There's no reason to waste DL DVDs either when you can just use something like HandBrake to create decent very watchable AVI files with file sizes in the hundreds of megs, not gigs. I'd say use DVDDecrypter to rip the content to the hard drive then hit it with HandBrake and use the settings mentioned earlier - if you want higher quality, up the bitrate or choose a different preset. The universal preset for Apple TV is apparently a great one for most purposes.

When you put SD content up on an HDTV you're gonna notice how bad the transcoding is, period. If you've got tons of space on your hard drives, either watch the originals uncompressed (straight DVDDecrypter rip) or watch the DVD in the drive with a proper DVD player.

thanks a lot, I might just keep the files at their natural size, I have the room.
 
thanks a lot, I might just keep the files at their natural size, I have the room.

Ok, so do an IFO mode rip with Main Movie only selected (unless you want all the extras/BS, that is. That'll give you the content you want - and also remember to create an actual VIDEO_TS subfolder to put that stuff in. Some media players can't "see" DVD files on a hard drive if they're not in the DVDNAME/VIDEO_TS/<content> structure.

As for keeping them in 1GB VOB format or creating one big VOB by not splitting them is entirely up to you. Some media players can't access the big single file, so if you've got the space, just do regular rips, IFO mode, Main Movie only, and you're all set.
 
I always use a combination of ripit4me + dvd decrypter + dvd shrink. Has worked for any and all DVDs so far.
 
Ok, so do an IFO mode rip with Main Movie only selected (unless you want all the extras/BS, that is. That'll give you the content you want - and also remember to create an actual VIDEO_TS subfolder to put that stuff in. Some media players can't "see" DVD files on a hard drive if they're not in the DVDNAME/VIDEO_TS/<content> structure.

As for keeping them in 1GB VOB format or creating one big VOB by not splitting them is entirely up to you. Some media players can't access the big single file, so if you've got the space, just do regular rips, IFO mode, Main Movie only, and you're all set.

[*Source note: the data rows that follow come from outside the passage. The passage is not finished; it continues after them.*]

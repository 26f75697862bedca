//! Connection lifecycle scenarios against the virtual transport

use parking_lot::Mutex;
use phmetro_communication::{SerialSession, VirtualTransport};
use phmetro_core::{ConnectionConfig, EventKind, ServiceState, SessionError, SessionEvent};
use std::sync::Arc;

fn session_with(transport: &VirtualTransport, auto_connect: bool) -> SerialSession {
    let session = SerialSession::new(transport.clone()).expect("virtual transport is available");
    session
        .configure(
            ConnectionConfig::new()
                .with_auto_connect(auto_connect)
                .with_baud_rate(4800)
                .with_data_bits(8),
        )
        .expect("valid config");
    session
}

fn record(session: &SerialSession) -> Arc<Mutex<Vec<SessionEvent>>> {
    let seen = Arc::new(Mutex::new(Vec::new()));
    let sink = seen.clone();
    session.subscribe_all(move |event| {
        sink.lock().push(event.clone());
        Ok(())
    });
    seen
}

fn kinds(seen: &Mutex<Vec<SessionEvent>>) -> Vec<EventKind> {
    seen.lock().iter().map(SessionEvent::kind).collect()
}

#[test]
fn test_auto_connect_event_order() {
    let transport = VirtualTransport::with_device_present();
    let session = session_with(&transport, true);
    let seen = record(&session);

    session.start().unwrap();

    assert_eq!(
        kinds(&seen),
        vec![
            EventKind::ServiceStarted,
            EventKind::DeviceAttached,
            EventKind::Connected
        ]
    );
    assert_eq!(
        seen.lock()[0],
        SessionEvent::ServiceStarted {
            device_attached: true
        }
    );
    assert!(session.is_open());
    assert!(session.is_service_started());
    let settings = transport.open_settings().unwrap();
    assert_eq!(settings.baud_rate, 4800);
    assert_eq!(settings.data_bits, 8);
}

#[test]
fn test_hot_plug_auto_connect() {
    let transport = VirtualTransport::new();
    let session = session_with(&transport, true);
    let seen = record(&session);

    session.start().unwrap();
    assert_eq!(session.state(), ServiceState::Started);

    transport.plug();
    assert_eq!(session.state(), ServiceState::Connected);

    transport.unplug();
    assert_eq!(session.state(), ServiceState::Started);
    assert!(!session.is_open());

    assert_eq!(
        kinds(&seen),
        vec![
            EventKind::ServiceStarted,
            EventKind::DeviceAttached,
            EventKind::Connected,
            EventKind::DeviceDetached
        ]
    );
}

#[test]
fn test_start_twice_fails() {
    let transport = VirtualTransport::with_device_present();
    let session = session_with(&transport, false);
    let seen = record(&session);

    session.start().unwrap();
    let state = session.state();
    let events = seen.lock().len();

    assert_eq!(session.start(), Err(SessionError::AlreadyStarted));
    assert_eq!(session.state(), state);
    assert_eq!(seen.lock().len(), events);
}

#[test]
fn test_stop_twice_emits_one_event() {
    let transport = VirtualTransport::with_device_present();
    let session = session_with(&transport, true);
    session.start().unwrap();
    let seen = record(&session);

    session.stop();
    let after_first = session.state();
    session.stop();

    assert_eq!(after_first, ServiceState::Stopped);
    assert_eq!(session.state(), ServiceState::Stopped);
    assert_eq!(kinds(&seen), vec![EventKind::ServiceStopped]);
    assert!(!transport.is_open());
    assert!(!transport.is_monitoring());
}

#[test]
fn test_stop_before_start_is_silent() {
    let session = session_with(&VirtualTransport::new(), false);
    let seen = record(&session);
    session.stop();
    assert!(seen.lock().is_empty());
}

#[test]
fn test_manual_connect_and_disconnect() {
    let transport = VirtualTransport::new();
    let session = session_with(&transport, false);
    let seen = record(&session);

    session.start().unwrap();
    assert_eq!(session.connect(), Err(SessionError::NoDevice));

    transport.plug();
    assert_eq!(session.state(), ServiceState::DeviceAttached);
    assert!(!session.is_open());

    session.connect().unwrap();
    assert!(session.is_open());
    session.disconnect().unwrap();
    assert!(!session.is_open());
    assert_eq!(session.state(), ServiceState::DeviceAttached);

    assert_eq!(
        kinds(&seen),
        vec![
            EventKind::ServiceStarted,
            EventKind::DeviceAttached,
            EventKind::Connected,
            EventKind::Disconnected
        ]
    );
}

#[test]
fn test_open_failure_is_reported() {
    let transport = VirtualTransport::with_device_present();
    transport.fail_open(Some("device busy"));
    let session = session_with(&transport, false);
    let seen = record(&session);
    session.start().unwrap();

    let err = session.connect().unwrap_err();
    assert!(matches!(err, SessionError::OpenFailed { .. }));
    assert_eq!(session.state(), ServiceState::DeviceAttached);

    match seen.lock().last() {
        Some(SessionEvent::Error { message, .. }) => assert!(message.contains("device busy")),
        other => panic!("expected error event, got {:?}", other),
    };
}

#[test]
fn test_invalid_config_rejected() {
    let session = SerialSession::new(VirtualTransport::new()).unwrap();
    let err = session
        .configure(ConnectionConfig::new().with_baud_rate(0))
        .unwrap_err();
    assert!(matches!(err, SessionError::InvalidConfig { .. }));

    let err = session
        .configure(ConnectionConfig::new().with_data_bits(9))
        .unwrap_err();
    assert!(matches!(err, SessionError::InvalidConfig { .. }));
    assert_eq!(session.config(), ConnectionConfig::default());
}

#[test]
fn test_failing_handler_does_not_break_dispatch() {
    let transport = VirtualTransport::with_device_present();
    let session = session_with(&transport, true);

    session.subscribe(EventKind::DeviceAttached, |_| {
        anyhow::bail!("display not ready")
    });
    let seen = record(&session);
    session.start().unwrap();

    assert_eq!(
        kinds(&seen),
        vec![
            EventKind::ServiceStarted,
            EventKind::DeviceAttached,
            EventKind::Error,
            EventKind::Connected
        ]
    );
}

#[test]
fn test_unsubscribed_handler_is_not_called() {
    let transport = VirtualTransport::new();
    let session = session_with(&transport, false);
    let calls = Arc::new(Mutex::new(0));
    let counter = calls.clone();
    let id = session.subscribe(EventKind::DeviceAttached, move |_| {
        *counter.lock() += 1;
        Ok(())
    });

    session.start().unwrap();
    transport.plug();
    assert!(session.unsubscribe(id));
    transport.unplug();
    transport.plug();

    assert_eq!(*calls.lock(), 1);
}

#[test]
fn test_restart_after_stop() {
    let transport = VirtualTransport::with_device_present();
    let session = session_with(&transport, true);

    session.start().unwrap();
    session.stop();
    session.start().unwrap();

    assert_eq!(session.state(), ServiceState::Connected);
    assert_eq!(transport.open_count(), 2);
}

so you mean i SHOULDNT have ripped them as ISOs? I did ISOs and just mount with daemon tools and it autoplays fine in powerdvd.
 
so you mean i SHOULDNT have ripped them as ISOs? I did ISOs and just mount with daemon tools and it autoplays fine in powerdvd.
thats fine, the reason he said IFO is because it would keep the size down by just ripping the movie .vob files and ignoring the menus, subtitles, and extras.
 
oh alright, well in the future there is a chance i might be interested in that stuff, so I'll just keep it. a shame, i ran out of hdd space :D 123gigs filled up faster than expected. warranting an upgrade.
 
oh alright, well in the future there is a chance i might be interested in that stuff, so I'll just keep it. a shame, i ran out of hdd space :D 123gigs filled up faster than expected. warranting an upgrade.
well hard drive space is extremely cheap as of now, and 1tb drives are usually around the 80 dollar area now.

but if you dont plan on getting more HD space you can probably get away with encoding the rips into h.264/xvid, etc. handbrake can do this for you.